Apesar dos esforços tentados pela comunidade de Estatística junto ao CNPq, tudo isso tem levado um compreensível desânimo e uma razoável dose de preocupação. Parece que esses esforços serviram apenas no curto prazo para apoiar os recursos interpostos mas foram pouco efetivos em imprimir uma mudança nas regras que permitisse à Estatística uma melhor sorte no médio e longo prazo. Vale informar que no meio desse processo, houve a troca de presidência do CNPq, o que não ajudou a interlocução dos anseios da área através da estrutura do CNPq.

A solução no curto prazo para boa parte das dificuldades da Estatística é muito simples: igualdade de condições! A tabela acima e as análises feitas a seguir deixam bem claro como fazer isso. A Estatística não quer nenhum favorecimento. Mas ela também gostaria de ser reconhecida como ela é: uma área do saber diferente de outras áreas como a Matemática. A linguagem principal da Estatística ainda é a Matemática mas sua combinação com o tratamento de sua matéria prima, os dados a serem analisados, produz um campo do conhecimento fundamentalmente diverso. Além disso, elementos específicos da área e de Computação tem desempenhado um papel cada vez mais imprescindível. Boa parte do mundo desenvolvido já reconhece essa diferenciação há algum tempo: Matemática e Estatística andam juntos quando convém a ambas e separados em outra fração do tempo.  Assim, é fundamental que no mínimo haja a presença de um estatístico para a adequada avaliação de projetos dessa área.
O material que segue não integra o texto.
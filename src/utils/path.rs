//! Path helpers: expand `~`.

use std::path::PathBuf;

pub fn expand_tilde(path: &str) -> PathBuf {
    if let Some(rest) = path.strip_prefix("~/")
        && let Some(home) = dirs::home_dir()
    {
        return home.join(rest);
    }
    PathBuf::from(path)
}
use crate::errors::{AppError, AppResult};
use serde::{Deserialize, Serialize};
use std::fs;
use std::path::Path;

/// Session of the current user.
///
/// Passed explicitly to the API client and the poller; nothing reads it from
/// a global.
#[derive(Debug, Clone, PartialEq, Serialize, Deserialize)]
pub struct AuthContext {
    pub token: String,
    pub role: String,
    #[serde(default)]
    pub department: Option<String>,
    #[serde(default, alias = "userName")]
    pub user_name: Option<String>,
}

impl AuthContext {
    pub fn new(token: impl Into<String>, role: impl Into<String>) -> Self {
        Self {
            token: token.into(),
            role: role.into(),
            department: None,
            user_name: None,
        }
    }

    /// Load the session file written by `hrportal login`.
    pub fn load(path: &Path) -> AppResult<Self> {
        if !path.exists() {
            return Err(AppError::NoSession(path.display().to_string()));
        }
        let content = fs::read_to_string(path)?;
        let ctx: AuthContext = serde_json::from_str(&content)
            .map_err(|e| AppError::NoSession(format!("{}: {e}", path.display())))?;
        if ctx.token.trim().is_empty() {
            return Err(AppError::NoSession(format!("{}: empty token", path.display())));
        }
        Ok(ctx)
    }

    pub fn save(&self, path: &Path) -> AppResult<()> {
        if let Some(dir) = path.parent() {
            fs::create_dir_all(dir)?;
        }
        let json = serde_json::to_string_pretty(self)?;
        fs::write(path, json)?;
        Ok(())
    }

    pub fn bearer(&self) -> String {
        format!("Bearer {}", self.token)
    }
}
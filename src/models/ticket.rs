use super::deserialize_id;
use serde::{Deserialize, Deserializer, Serialize, Serializer};
use std::fmt;

#[derive(Debug, Clone, PartialEq, Eq)]
pub enum TicketStatus {
    Open,
    InProgress,
    Resolved,
    Closed,
    Other(String),
}

#[derive(Debug, Clone, PartialEq, Eq, PartialOrd, Ord)]
pub enum TicketPriority {
    Low,
    Medium,
    High,
    Urgent,
    Other(String),
}

impl TicketStatus {
    pub fn from_wire(s: &str) -> Self {
        match s.trim().to_lowercase().replace(['-', '_'], " ").as_str() {
            "open" => TicketStatus::Open,
            "in progress" => TicketStatus::InProgress,
            "resolved" => TicketStatus::Resolved,
            "closed" => TicketStatus::Closed,
            _ => TicketStatus::Other(s.trim().to_string()),
        }
    }

    pub fn as_str(&self) -> &str {
        match self {
            TicketStatus::Open => "open",
            TicketStatus::InProgress => "in progress",
            TicketStatus::Resolved => "resolved",
            TicketStatus::Closed => "closed",
            TicketStatus::Other(s) => s,
        }
    }
}

impl TicketPriority {
    pub fn from_wire(s: &str) -> Self {
        match s.trim().to_lowercase().as_str() {
            "low" => TicketPriority::Low,
            "medium" | "normal" => TicketPriority::Medium,
            "high" => TicketPriority::High,
            "urgent" | "critical" => TicketPriority::Urgent,
            _ => TicketPriority::Other(s.trim().to_string()),
        }
    }

    pub fn as_str(&self) -> &str {
        match self {
            TicketPriority::Low => "low",
            TicketPriority::Medium => "medium",
            TicketPriority::High => "high",
            TicketPriority::Urgent => "urgent",
            TicketPriority::Other(s) => s,
        }
    }
}

macro_rules! string_enum_serde {
    ($ty:ty) => {
        impl fmt::Display for $ty {
            fn fmt(&self, f: &mut fmt::Formatter<'_>) -> fmt::Result {
                f.write_str(self.as_str())
            }
        }

        impl Serialize for $ty {
            fn serialize<S: Serializer>(&self, serializer: S) -> Result<S::Ok, S::Error> {
                serializer.serialize_str(self.as_str())
            }
        }

        impl<'de> Deserialize<'de> for $ty {
            fn deserialize<D: Deserializer<'de>>(deserializer: D) -> Result<Self, D::Error> {
                // null reads as an empty, unrecognized value
                let raw = Option::<String>::deserialize(deserializer)?.unwrap_or_default();
                Ok(<$ty>::from_wire(&raw))
            }
        }

        impl Default for $ty {
            fn default() -> Self {
                <$ty>::Other(String::new())
            }
        }
    };
}

string_enum_serde!(TicketStatus);
string_enum_serde!(TicketPriority);

#[derive(Debug, Clone, PartialEq, Serialize, Deserialize)]
pub struct Ticket {
    #[serde(deserialize_with = "deserialize_id", alias = "_id", alias = "ticketId")]
    pub id: String,
    #[serde(default)]
    pub requester: Option<String>,
    #[serde(default)]
    pub department: Option<String>,
    #[serde(default)]
    pub priority: TicketPriority,
    #[serde(default)]
    pub status: TicketStatus,
    #[serde(default, alias = "title")]
    pub subject: String,
    #[serde(default, alias = "createdAt")]
    pub created_at: Option<String>,
    #[serde(default, alias = "updatedAt")]
    pub updated_at: Option<String>,
    #[serde(default)]
    pub assignee: Option<String>,
}
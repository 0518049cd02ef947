// src/export/mod.rs

mod excel_date;
mod file_name;
mod fs_utils;
mod json_csv;
pub mod logic;
pub mod model;
mod xlsx;

pub use file_name::export_file_name;
pub use logic::{ExportLogic, ExportRequest};

use crate::ui::messages::success;
use clap::ValueEnum;
use std::path::Path;

/// Shared completion message for every writer.
pub(crate) fn notify_export_success(label: &str, path: &Path) {
    success(format!("{label} export completed: {}", path.display()));
}

#[derive(Clone, Copy, Debug, PartialEq, Eq, ValueEnum)]
pub enum ExportFormat {
    Xlsx,
    Csv,
    Json,
}

impl ExportFormat {
    pub fn as_str(&self) -> &'static str {
        match self {
            ExportFormat::Csv => "csv",
            ExportFormat::Json => "json",
            ExportFormat::Xlsx => "xlsx",
        }
    }
}
//! hrportal main entrypoint.

use hrportal::run;
use hrportal::ui::messages::error;

fn main() {
    if let Err(e) = run() {
        error(format!("Error: {e}"));
        std::process::exit(1);
    }
}
// src/export/json_csv.rs

use crate::core::aggregate::AttendanceSummary;
use crate::errors::AppResult;
use crate::export::model::{summary_headers, summary_to_row};
use crate::export::notify_export_success;
use crate::ui::messages::info;
use std::fs::File;
use std::io::Write;
use std::path::Path;

/// Export JSON pretty-printed (summary rows only).
pub(crate) fn export_json(rows: &[AttendanceSummary], path: &Path) -> AppResult<()> {
    info(format!("Exporting to JSON: {}", path.display()));

    let json_data = serde_json::to_string_pretty(rows)?;

    let mut file = File::create(path)?;
    file.write_all(json_data.as_bytes())?;

    notify_export_success("JSON", path);
    Ok(())
}

/// Export CSV with the same columns as the summary sheet.
pub(crate) fn export_csv(rows: &[AttendanceSummary], path: &Path) -> AppResult<()> {
    info(format!("Exporting to CSV: {}", path.display()));

    let mut wtr = csv::Writer::from_path(path)?;

    wtr.write_record(summary_headers())?;
    for row in rows {
        wtr.write_record(summary_to_row(row))?;
    }

    wtr.flush()?;

    notify_export_success("CSV", path);
    Ok(())
}
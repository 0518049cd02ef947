// src/export/fs_utils.rs

use crate::errors::{AppError, AppResult};
use crate::ui::messages::{info, warning};
use std::io::{self, BufRead, Write};
use std::path::Path;

/// Check whether a file may be created or overwritten.
///
/// - file does not exist → Ok
/// - file exists and `force` → Ok
/// - file exists, no `force` → ask on stdin
pub(crate) fn ensure_writable(path: &Path, force: bool) -> AppResult<()> {
    if !path.exists() || force {
        return Ok(());
    }

    warning(format!("The file '{}' already exists.", path.display()));

    print!("Overwrite? [y/N]: ");
    io::stdout().flush().ok();

    confirm(&mut io::stdin().lock())
}

fn confirm(input: &mut impl BufRead) -> AppResult<()> {
    let mut answer = String::new();
    input.read_line(&mut answer)?;

    match answer.trim().to_ascii_lowercase().as_str() {
        "y" | "yes" => {
            info("Existing file will be overwritten.");
            Ok(())
        }
        _ => Err(AppError::ExportCancelled),
    }
}
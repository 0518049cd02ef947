//! Overtime strings come in as `HH:MM` (sometimes `H:MM`).

use regex::Regex;
use std::sync::LazyLock;

static OVERTIME_RE: LazyLock<Regex> = LazyLock::new(|| {
    Regex::new(r"^(\d{1,3}):([0-5]\d)$").expect("static overtime pattern")
});

/// Fractional hours for an overtime field. Missing, empty or malformed → 0.
pub fn overtime_hours(raw: Option<&str>) -> f64 {
    let Some(s) = raw.map(str::trim).filter(|s| !s.is_empty()) else {
        return 0.0;
    };

    match OVERTIME_RE.captures(s) {
        Some(caps) => {
            let h: f64 = caps[1].parse().unwrap_or(0.0);
            let m: f64 = caps[2].parse().unwrap_or(0.0);
            h + m / 60.0
        }
        None => {
            tracing::debug!(value = s, "ignoring malformed overtime value");
            0.0
        }
    }
}
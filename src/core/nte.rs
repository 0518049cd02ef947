// src/core/nte.rs

//! Client-side checks on an NTE answer, run before anything is sent.

use crate::errors::{AppError, AppResult};
use crate::models::{NteRecord, NteResponse, NteStage};

/// Validate the employee's answer and build the payload to submit.
pub fn validate_response(
    record: &NteRecord,
    feedback: &str,
    declared: bool,
    signature: Option<&str>,
) -> AppResult<NteResponse> {
    if record.stage() != NteStage::Issued {
        return Err(AppError::Validation("NTE already answered".into()));
    }

    let feedback = feedback.trim();
    if feedback.is_empty() {
        return Err(AppError::Validation("feedback is required".into()));
    }

    if !declared {
        return Err(AppError::Validation("declaration must be confirmed".into()));
    }

    let signature = signature
        .map(str::trim)
        .filter(|s| !s.is_empty())
        .ok_or_else(|| AppError::Validation("signature is required".into()))?;

    Ok(NteResponse {
        employee_feedback: feedback.to_string(),
        declared,
        employee_signature: signature.to_string(),
    })
}

#[cfg(test)]
mod tests {
    use super::*;

    fn issued() -> NteRecord {
        serde_json::from_str(r#"{ "id": "1", "employee_id": "E1", "employee_name": "Eve" }"#).unwrap()
    }

    fn message(r: AppResult<NteResponse>) -> String {
        match r {
            Err(AppError::Validation(m)) => m,
            other => panic!("expected validation error, got {other:?}"),
        }
    }

    #[test]
    fn valid_response_is_trimmed() {
        let r = validate_response(&issued(), "  I was stuck in traffic. ", true, Some("data:image/png;base64,AAA"))
            .unwrap();
        assert_eq!(r.employee_feedback, "I was stuck in traffic.");
        assert!(r.declared);
    }

    #[test]
    fn each_rule_has_its_message() {
        let rec = issued();
        assert_eq!(message(validate_response(&rec, " ", true, Some("s"))), "feedback is required");
        assert_eq!(
            message(validate_response(&rec, "ok", false, Some("s"))),
            "declaration must be confirmed"
        );
        assert_eq!(message(validate_response(&rec, "ok", true, None)), "signature is required");
        assert_eq!(message(validate_response(&rec, "ok", true, Some("  "))), "signature is required");
    }

    #[test]
    fn answered_record_is_rejected() {
        let mut rec = issued();
        rec.employee_feedback = Some("already".into());
        assert_eq!(
            message(validate_response(&rec, "again", true, Some("s"))),
            "NTE already answered"
        );
        // the stage is checked before the form fields
        assert_eq!(message(validate_response(&rec, " ", false, None)), "NTE already answered");
    }
}
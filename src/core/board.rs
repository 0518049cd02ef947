// src/core/board.rs

//! Which open tickets a viewer is notified about, and how they are laid out.

use crate::config::NotifyConfig;
use crate::errors::{AppError, AppResult};
use crate::models::{AuthContext, Ticket};
use std::collections::BTreeMap;

pub const UNASSIGNED_DEPARTMENT: &str = "Unassigned";

#[derive(Debug, Clone, PartialEq)]
pub enum TicketBoard {
    /// Department → tickets, for the grouping role.
    Grouped(BTreeMap<String, Vec<Ticket>>),
    Flat(Vec<Ticket>),
}

impl TicketBoard {
    pub fn len(&self) -> usize {
        match self {
            TicketBoard::Grouped(groups) => groups.values().map(Vec::len).sum(),
            TicketBoard::Flat(tickets) => tickets.len(),
        }
    }

    pub fn is_empty(&self) -> bool {
        self.len() == 0
    }
}

/// Department filter and layout derived from the viewer's role.
#[derive(Debug, Clone, PartialEq)]
pub struct BoardRules {
    departments: Vec<String>,
    grouped: bool,
}

impl BoardRules {
    /// Fails with `NotAuthorized` when the role has no department mapping.
    pub fn for_role(cfg: &NotifyConfig, auth: &AuthContext) -> AppResult<Self> {
        let role = auth.role.trim();
        let departments = cfg
            .role_departments
            .iter()
            .find(|(r, _)| r.eq_ignore_ascii_case(role))
            .map(|(_, d)| d.clone())
            .ok_or_else(|| {
                AppError::NotAuthorized(format!("role '{role}' does not receive ticket notifications"))
            })?;

        Ok(Self {
            departments,
            grouped: cfg.grouping_role.eq_ignore_ascii_case(role),
        })
    }

    pub fn is_grouped(&self) -> bool {
        self.grouped
    }

    fn accepts(&self, ticket: &Ticket) -> bool {
        self.departments.iter().any(|d| {
            d == "*"
                || ticket
                    .department
                    .as_deref()
                    .is_some_and(|td| td.trim().eq_ignore_ascii_case(d.trim()))
        })
    }

    pub fn build(&self, tickets: Vec<Ticket>) -> TicketBoard {
        let visible = tickets.into_iter().filter(|t| self.accepts(t));

        if !self.grouped {
            return TicketBoard::Flat(visible.collect());
        }

        let mut groups: BTreeMap<String, Vec<Ticket>> = BTreeMap::new();
        for t in visible {
            let dept = t
                .department
                .as_deref()
                .map(str::trim)
                .filter(|d| !d.is_empty())
                .unwrap_or(UNASSIGNED_DEPARTMENT);
            // departments differing only in case share the first spelling seen
            let key = groups
                .keys()
                .find(|k| k.eq_ignore_ascii_case(dept))
                .cloned()
                .unwrap_or_else(|| dept.to_string());
            groups.entry(key).or_default().push(t);
        }
        TicketBoard::Grouped(groups)
    }
}

#[cfg(test)]
mod tests {
    use super::*;
    use crate::models::{TicketPriority, TicketStatus};

    fn ticket(id: &str, dept: Option<&str>) -> Ticket {
        Ticket {
            id: id.into(),
            requester: None,
            department: dept.map(String::from),
            priority: TicketPriority::Medium,
            status: TicketStatus::Open,
            subject: format!("ticket {id}"),
            created_at: None,
            updated_at: None,
            assignee: None,
        }
    }

    fn sample() -> Vec<Ticket> {
        vec![
            ticket("1", Some("IT")),
            ticket("2", Some("hr")),
            ticket("3", None),
            ticket("4", Some("it ")),
            ticket("5", Some("Payroll")),
        ]
    }

    #[test]
    fn non_grouping_role_gets_flat_filtered_list() {
        let rules = BoardRules::for_role(&NotifyConfig::default(), &AuthContext::new("t", "IT")).unwrap();
        assert!(!rules.is_grouped());

        match rules.build(sample()) {
            TicketBoard::Flat(v) => {
                let ids: Vec<_> = v.iter().map(|t| t.id.as_str()).collect();
                assert_eq!(ids, vec!["1", "4"]);
            }
            other => panic!("expected flat board, got {other:?}"),
        }
    }

    #[test]
    fn grouping_role_sees_everything_by_department() {
        let rules =
            BoardRules::for_role(&NotifyConfig::default(), &AuthContext::new("t", "admin")).unwrap();
        let board = rules.build(sample());
        assert_eq!(board.len(), 5);

        match board {
            TicketBoard::Grouped(groups) => {
                assert_eq!(groups[UNASSIGNED_DEPARTMENT].len(), 1);
                assert_eq!(groups["IT"].len(), 2);
                assert!(!groups.contains_key("it"));
                assert_eq!(groups.len(), 4);
                assert_eq!(groups["Payroll"].len(), 1);
            }
            other => panic!("expected grouped board, got {other:?}"),
        }
    }

    #[test]
    fn unmapped_role_is_not_authorized() {
        let err = BoardRules::for_role(&NotifyConfig::default(), &AuthContext::new("t", "agent"))
            .unwrap_err();
        assert!(matches!(err, AppError::NotAuthorized(_)));
    }

    #[test]
    fn empty_board() {
        let rules = BoardRules::for_role(&NotifyConfig::default(), &AuthContext::new("t", "hr")).unwrap();
        assert!(rules.build(vec![ticket("1", Some("IT"))]).is_empty());
    }
}
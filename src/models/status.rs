use serde::Serialize;
use std::fmt;

/// Attendance status codes used by the site.
///
/// This is a closed set: the pay rules below are an exhaustive `match`, so
/// adding a variant forces a decision about how it is paid.
#[derive(Debug, Clone, Copy, PartialEq, Eq, Hash, PartialOrd, Ord, Serialize)]
pub enum AttendanceStatus {
    Present,
    Pto,
    Loa,
    HalfDay,
    Rdot,
    Vto,
    Tardy,
    Ncns,
    Suspended,
    Attrition,
    EarlyLogOut,
    Tb,
    RestDay,
    CallIn,
}

/// How a status day is paid and whether it counts toward the working-day
/// total used by the attendance rate.
#[derive(Debug, Clone, Copy, PartialEq, Eq)]
pub enum PayClass {
    /// 8h, counts as a paid day.
    Full,
    /// 4h, counts as a partial day.
    Half,
    /// 0h, excluded from the working-day total.
    Neutral,
    /// 0h, counts toward the working-day total only.
    Unpaid,
}

impl PayClass {
    pub fn hours(self) -> f64 {
        match self {
            PayClass::Full => 8.0,
            PayClass::Half => 4.0,
            PayClass::Neutral | PayClass::Unpaid => 0.0,
        }
    }
}

impl AttendanceStatus {
    /// Column order used by summaries and exports.
    pub const ALL: [AttendanceStatus; 14] = [
        AttendanceStatus::Present,
        AttendanceStatus::Pto,
        AttendanceStatus::Loa,
        AttendanceStatus::HalfDay,
        AttendanceStatus::Rdot,
        AttendanceStatus::Vto,
        AttendanceStatus::Tardy,
        AttendanceStatus::Ncns,
        AttendanceStatus::Suspended,
        AttendanceStatus::Attrition,
        AttendanceStatus::EarlyLogOut,
        AttendanceStatus::Tb,
        AttendanceStatus::RestDay,
        AttendanceStatus::CallIn,
    ];

    /// Label as sent by the API and shown in headers.
    pub fn label(&self) -> &'static str {
        match self {
            AttendanceStatus::Present => "Present",
            AttendanceStatus::Pto => "PTO",
            AttendanceStatus::Loa => "LOA",
            AttendanceStatus::HalfDay => "Half Day",
            AttendanceStatus::Rdot => "RDOT",
            AttendanceStatus::Vto => "VTO",
            AttendanceStatus::Tardy => "Tardy",
            AttendanceStatus::Ncns => "NCNS",
            AttendanceStatus::Suspended => "Suspended",
            AttendanceStatus::Attrition => "Attrition",
            AttendanceStatus::EarlyLogOut => "Early Log Out",
            AttendanceStatus::Tb => "TB",
            AttendanceStatus::RestDay => "Rest Day",
            AttendanceStatus::CallIn => "Call In",
        }
    }

    /// Parse a wire label. Case and surrounding whitespace are ignored.
    /// Unknown labels return `None`, never an error.
    pub fn from_label(s: &str) -> Option<Self> {
        let wanted = s.trim();
        Self::ALL
            .iter()
            .copied()
            .find(|st| st.label().eq_ignore_ascii_case(wanted))
    }

    pub fn pay_class(&self) -> PayClass {
        match self {
            AttendanceStatus::Present
            | AttendanceStatus::Rdot
            | AttendanceStatus::Pto
            | AttendanceStatus::CallIn => PayClass::Full,

            AttendanceStatus::HalfDay | AttendanceStatus::EarlyLogOut => PayClass::Half,

            AttendanceStatus::RestDay => PayClass::Neutral,

            AttendanceStatus::Loa
            | AttendanceStatus::Vto
            | AttendanceStatus::Tardy
            | AttendanceStatus::Ncns
            | AttendanceStatus::Suspended
            | AttendanceStatus::Attrition
            | AttendanceStatus::Tb => PayClass::Unpaid,
        }
    }

    /// Position inside [`AttendanceStatus::ALL`].
    pub fn index(&self) -> usize {
        *self as usize
    }
}

impl fmt::Display for AttendanceStatus {
    fn fmt(&self, f: &mut fmt::Formatter<'_>) -> fmt::Result {
        f.write_str(self.label())
    }
}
Do jeito que está, os movimentos recentes do CA-MA apontam um futuro preocupante para a pesquisa em Estatística no Brasil. Os jovens pesquisadores, que representam o futuro de qualquer área, em qualquer lugar do mundo sabem que precisam batalhar mais que os pesquisadores já estabelecidos para ter acesso a oportunidades similares. Isso é até esperado. O que fica difícil para os jovens estatísticos entenderem é que deverão perder oportunidades para outros pesquisadores igualmente (ou menos) qualificados simplesmente pelo fato de serem da Estatística. A parceria com a área de Matemática, que foi tão importante no passado para o crescimento da área de Estatística no Brasil, não parece estar tendo um efeito benéfico nesses últimos anos. O resultado poderá ser sombrio não só para a área mas também para o país, com evasão interna e externa de pesquisadores cujas formações tanto custaram. E o mais triste é isso acontecer em um momento onde a Estatística está se mostrando ser uma ferramenta fundamental para o bem estar da humanidade.

Um comentário:

  1. Oi Dani,
    além da etapa 1 me preocupa também a etapa dois, pois note que não tivemos representante na criação dessa tabela, o que garante que não seremos discriminados nessa etapa subjetiva? Se parece haver uma diretriz de objetividade apontada pelo cnpq para as seleções, porque incluir uma etapa subjetiva que pode reduzir a nota final em 30%. Nao seria mais objetivo pontuar itens de sua atuação? Eu tenho dúvidas que essa etapa subjetiva seria usado de maneira positiva, não foi assim até agora, porque seria diferente neste edital? Eu desconfio que a unica maneira dessa seleção 2020 não acabar com os estatisticos seria garantirmos uma cota (em termos numericos) como uma fase intermediaria antes de tentarmos a criação de um novo comitê. Que seja uma cota baseada em níveis históricos dos últimos anos. Assim evitaríamos o que aconteceu no ultimo edital e nos prepararíamos com mais calma pra dar um próximo passo.